- PROBLEM DESCRIPTION: What you return must match the material exactly, with every line present.
● ● ● ● ●
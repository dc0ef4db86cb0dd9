//! Appointments repository

use std::sync::Arc;

use crate::{
    error::AppResult,
    models::appointment::{Appointment, AppointmentFilter, AppointmentRow},
    scheduling::time_window,
    store::{from_record, DataStore, Filter, Record},
};

pub const TABLE: &str = "appointments";

#[derive(Clone)]
pub struct AppointmentsRepository {
    store: Arc<dyn DataStore>,
}

impl AppointmentsRepository {
    pub fn new(store: Arc<dyn DataStore>) -> Self {
        Self { store }
    }

    /// Appointments of the hospital matching the optional filters, in store order.
    ///
    /// Both date bounds are inclusive.
    pub async fn filter(&self, hospital_id: &str, filter: &AppointmentFilter) -> AppResult<Vec<Appointment>> {
        let mut filters = vec![Filter::eq("hospital_id", hospital_id)];

        if let Some(status) = &filter.status {
            filters.push(Filter::eq("status", status));
        }
        if let Some(doctor_id) = &filter.doctor_id {
            filters.push(Filter::eq("doctor_id", doctor_id));
        }
        if let Some(service_id) = &filter.service_id {
            filters.push(Filter::eq("service_id", service_id));
        }
        if let Some(start) = filter.start_date {
            filters.push(Filter::gte("date", time_window::format_date(start)));
        }
        if let Some(end) = filter.end_date {
            filters.push(Filter::lte("date", time_window::format_date(end)));
        }

        self.store
            .fetch_rows(TABLE, &filters)
            .await?
            .into_iter()
            .map(to_appointment)
            .collect()
    }

    /// Apply a patch; fails with NotFound when no row has this id
    pub async fn update(&self, id: &str, patch: Record) -> AppResult<Appointment> {
        let row = super::update_row(self.store.as_ref(), TABLE, id, patch).await?;
        to_appointment(row)
    }

    pub async fn delete(&self, id: &str) -> AppResult<()> {
        super::delete_row(self.store.as_ref(), TABLE, id, &[Filter::eq("id", id)]).await
    }
}

fn to_appointment(record: Record) -> AppResult<Appointment> {
    from_record::<AppointmentRow>(TABLE, record).map(Appointment::from)
}
//! OpenAPI documentation

use axum::Router;
use utoipa::{
    openapi::security::{ApiKey, ApiKeyValue, SecurityScheme},
    Modify, OpenApi,
};
use utoipa_swagger_ui::SwaggerUi;

use crate::api::{appointments, health, schedules, working_hours};

#[derive(OpenApi)]
#[openapi(
    info(
        title = "Hospital Panel API",
        version = "0.3.0",
        description = "Hospital administration panel: appointments, holidays, working hours and calendars"
    ),
    servers(
        (url = "/api/v1", description = "API v1")
    ),
    paths(
        // Health
        health::health_check,
        health::readiness_check,
        // Appointments
        appointments::list_appointments,
        appointments::appointment_summary,
        appointments::update_appointment,
        appointments::delete_appointment,
        appointments::blocked_slot,
        // Schedules
        schedules::get_calendar,
        schedules::list_hospital_holidays,
        schedules::create_hospital_holiday,
        schedules::delete_hospital_holiday,
        schedules::list_doctor_holidays,
        schedules::create_doctor_holiday,
        schedules::delete_doctor_holiday,
        // Working hours
        working_hours::get_hospital_hours,
        working_hours::update_hospital_hours,
        working_hours::get_doctor_hours,
        working_hours::update_doctor_hours,
    ),
    components(
        schemas(
            // Appointments
            crate::models::appointment::Appointment,
            crate::models::appointment::AppointmentListEntry,
            crate::models::appointment::AppointmentPage,
            crate::models::appointment::AppointmentSummary,
            crate::models::appointment::AppointmentQuery,
            crate::models::appointment::UpdateAppointment,
            crate::models::appointment::DisplayLabel,
            crate::models::appointment::BlockedSlotQuery,
            crate::models::appointment::BlockedSlotResponse,
            // Schedules
            crate::models::calendar::CalendarDay,
            crate::models::calendar::CalendarGrid,
            crate::models::calendar::CalendarQuery,
            crate::models::holiday::Holiday,
            crate::models::holiday::CreateHoliday,
            crate::models::holiday::HolidayQuery,
            // Working hours
            crate::models::working_hours::Weekday,
            crate::models::working_hours::DayHours,
            crate::models::working_hours::DayForm,
            crate::models::working_hours::WorkingHoursForm,
            crate::models::working_hours::DayInitial,
            crate::models::working_hours::WorkingHoursInitial,
            // Health
            health::HealthResponse,
            // Errors
            crate::error::ErrorResponse,
        )
    ),
    modifiers(&HospitalHeader),
    tags(
        (name = "health", description = "Health check endpoints"),
        (name = "appointments", description = "Appointment listing and edits"),
        (name = "schedules", description = "Calendars and holidays"),
        (name = "working-hours", description = "Hospital and doctor working hours")
    )
)]
pub struct ApiDoc;

/// Documents the `X-Hospital-Id` header every panel endpoint requires
struct HospitalHeader;

impl Modify for HospitalHeader {
    fn modify(&self, openapi: &mut utoipa::openapi::OpenApi) {
        if let Some(components) = openapi.components.as_mut() {
            components.add_security_scheme(
                "hospital_id",
                SecurityScheme::ApiKey(ApiKey::Header(ApiKeyValue::new("X-Hospital-Id"))),
            );
        }
    }
}

/// Create the OpenAPI documentation router
pub fn create_openapi_router() -> Router {
    Router::new()
        .merge(SwaggerUi::new("/swagger-ui").url("/api-docs/openapi.json", ApiDoc::openapi()))
}
//! Health check endpoints

use axum::{extract::State, Json};
use serde::Serialize;
use utoipa::ToSchema;

use crate::{config::StoreBackend, AppState};

#[derive(Serialize, ToSchema)]
pub struct HealthResponse {
    /// Current status of the service
    pub status: String,
    /// Version of the service
    pub version: String,
    /// Configured data store backend (readiness only)
    #[serde(skip_serializing_if = "Option::is_none")]
    pub store: Option<String>,
}

/// Health check endpoint
#[utoipa::path(
    get,
    path = "/health",
    tag = "health",
    responses(
        (status = 200, description = "Service is healthy", body = HealthResponse)
    )
)]
pub async fn health_check() -> Json<HealthResponse> {
    Json(HealthResponse {
        status: "healthy".to_string(),
        version: env!("CARGO_PKG_VERSION").to_string(),
        store: None,
    })
}

/// Readiness check endpoint
#[utoipa::path(
    get,
    path = "/ready",
    tag = "health",
    responses(
        (status = 200, description = "Service is ready", body = HealthResponse)
    )
)]
pub async fn readiness_check(State(state): State<AppState>) -> Json<HealthResponse> {
    let store = match state.config.store.backend {
        StoreBackend::Rest => "rest",
        StoreBackend::Postgres => "postgres",
    };
    Json(HealthResponse {
        status: "ready".to_string(),
        version: env!("CARGO_PKG_VERSION").to_string(),
        store: Some(store.to_string()),
    })
}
● ● ● ● ●
- OUTPUT OF THE TASK:
repository dc0ef4db86cb0dd9
//! Appointments repository

use std::sync::Arc;

use crate::{
    error::AppResult,
    models::appointment::{Appointment, AppointmentFilter, AppointmentRow},
    scheduling::time_window,
    store::{from_record, DataStore, Filter, Record},
};

pub const TABLE: &str = "appointments";

#[derive(Clone)]
pub struct AppointmentsRepository {
    store: Arc<dyn DataStore>,
}

impl AppointmentsRepository {
    pub fn new(store: Arc<dyn DataStore>) -> Self {
        Self { store }
    }

    /// Appointments of the hospital matching the optional filters, in store order.
    ///
    /// Both date bounds are inclusive.
    pub async fn filter(&self, hospital_id: &str, filter: &AppointmentFilter) -> AppResult<Vec<Appointment>> {
        let mut filters = vec![Filter::eq("hospital_id", hospital_id)];

        if let Some(status) = &filter.status {
            filters.push(Filter::eq("status", status));
        }
        if let Some(doctor_id) = &filter.doctor_id {
            filters.push(Filter::eq("doctor_id", doctor_id));
        }
        if let Some(service_id) = &filter.service_id {
            filters.push(Filter::eq("service_id", service_id));
        }
        if let Some(start) = filter.start_date {
            filters.push(Filter::gte("date", time_window::format_date(start)));
        }
        if let Some(end) = filter.end_date {
            filters.push(Filter::lte("date", time_window::format_date(end)));
        }

        self.store
            .fetch_rows(TABLE, &filters)
            .await?
            .into_iter()
            .map(to_appointment)
            .collect()
    }

    /// Apply a patch; fails with NotFound when no row has this id
    pub async fn update(&self, id: &str, patch: Record) -> AppResult<Appointment> {
        let row = super::update_row(self.store.as_ref(), TABLE, id, patch).await?;
        to_appointment(row)
    }

    pub async fn delete(&self, id: &str) -> AppResult<()> {
        super::delete_row(self.store.as_ref(), TABLE, id, &[Filter::eq("id", id)]).await
    }
}

fn to_appointment(record: Record) -> AppResult<Appointment> {
    from_record::<AppointmentRow>(TABLE, record).map(Appointment::from)
}
//! OpenAPI documentation

use axum::Router;
use utoipa::{
    openapi::security::{ApiKey, ApiKeyValue, SecurityScheme},
    Modify, OpenApi,
};
use utoipa_swagger_ui::SwaggerUi;

use crate::api::{appointments, health, schedules, working_hours};

#[derive(OpenApi)]
#[openapi(
    info(
        title = "Hospital Panel API",
        version = "0.3.0",
        description = "Hospital administration panel: appointments, holidays, working hours and calendars"
    ),
    servers(
        (url = "/api/v1", description = "API v1")
    ),
    paths(
        // Health
        health::health_check,
        health::readiness_check,
        // Appointments
        appointments::list_appointments,
        appointments::appointment_summary,
        appointments::update_appointment,
        appointments::delete_appointment,
        appointments::blocked_slot,
        // Schedules
        schedules::get_calendar,
        schedules::list_hospital_holidays,
        schedules::create_hospital_holiday,
        schedules::delete_hospital_holiday,
        schedules::list_doctor_holidays,
        schedules::create_doctor_holiday,
        schedules::delete_doctor_holiday,
        // Working hours
        working_hours::get_hospital_hours,
        working_hours::update_hospital_hours,
        working_hours::get_doctor_hours,
        working_hours::update_doctor_hours,
    ),
    components(
        schemas(
            // Appointments
            crate::models::appointment::Appointment,
            crate::models::appointment::AppointmentListEntry,
            crate::models::appointment::AppointmentPage,
            crate::models::appointment::AppointmentSummary,
            crate::models::appointment::AppointmentQuery,
            crate::models::appointment::UpdateAppointment,
            crate::models::appointment::DisplayLabel,
            crate::models::appointment::BlockedSlotQuery,
            crate::models::appointment::BlockedSlotResponse,
            // Schedules
            crate::models::calendar::CalendarDay,
            crate::models::calendar::CalendarGrid,
            crate::models::calendar::CalendarQuery,
            crate::models::holiday::Holiday,
            crate::models::holiday::CreateHoliday,
            crate::models::holiday::HolidayQuery,
            // Working hours
            crate::models::working_hours::Weekday,
            crate::models::working_hours::DayHours,
            crate::models::working_hours::DayForm,
            crate::models::working_hours::WorkingHoursForm,
            crate::models::working_hours::DayInitial,
            crate::models::working_hours::WorkingHoursInitial,
            // Health
            health::HealthResponse,
            // Errors
            crate::error::ErrorResponse,
        )
    ),
    modifiers(&HospitalHeader),
    tags(
        (name = "health", description = "Health check endpoints"),
        (name = "appointments", description = "Appointment listing and edits"),
        (name = "schedules", description = "Calendars and holidays"),
        (name = "working-hours", description = "Hospital and doctor working hours")
    )
)]
pub struct ApiDoc;

/// Documents the `X-Hospital-Id` header every panel endpoint requires
struct HospitalHeader;

impl Modify for HospitalHeader {
    fn modify(&self, openapi: &mut utoipa::openapi::OpenApi) {
        if let Some(components) = openapi.components.as_mut() {
            components.add_security_scheme(
                "hospital_id",
                SecurityScheme::ApiKey(ApiKey::Header(ApiKeyValue::new("X-Hospital-Id"))),
            );
        }
    }
}

/// Create the OpenAPI documentation router
pub fn create_openapi_router() -> Router {
    Router::new()
        .merge(SwaggerUi::new("/swagger-ui").url("/api-docs/openapi.json", ApiDoc::openapi()))
}
//! Health check endpoints

use axum::{extract::State, Json};
use serde::Serialize;
use utoipa::ToSchema;

use crate::{config::StoreBackend, AppState};

#[derive(Serialize, ToSchema)]
pub struct HealthResponse {
    /// Current status of the service
    pub status: String,
    /// Version of the service
    pub version: String,
    /// Configured data store backend (readiness only)
    #[serde(skip_serializing_if = "Option::is_none")]
    pub store: Option<String>,
}

/// Health check endpoint
#[utoipa::path(
    get,
    path = "/health",
    tag = "health",
    responses(
        (status = 200, description = "Service is healthy", body = HealthResponse)
    )
)]
pub async fn health_check() -> Json<HealthResponse> {
    Json(HealthResponse {
        status: "healthy".to_string(),
        version: env!("CARGO_PKG_VERSION").to_string(),
        store: None,
    })
}

/// Readiness check endpoint
#[utoipa::path(
    get,
    path = "/ready",
    tag = "health",
    responses(
        (status = 200, description = "Service is ready", body = HealthResponse)
    )
)]
pub async fn readiness_check(State(state): State<AppState>) -> Json<HealthResponse> {
    let store = match state.config.store.backend {
        StoreBackend::Rest => "rest",
        StoreBackend::Postgres => "postgres",
    };
    Json(HealthResponse {
        status: "ready".to_string(),
        version: env!("CARGO_PKG_VERSION").to_string(),
        store: Some(store.to_string()),
    })
}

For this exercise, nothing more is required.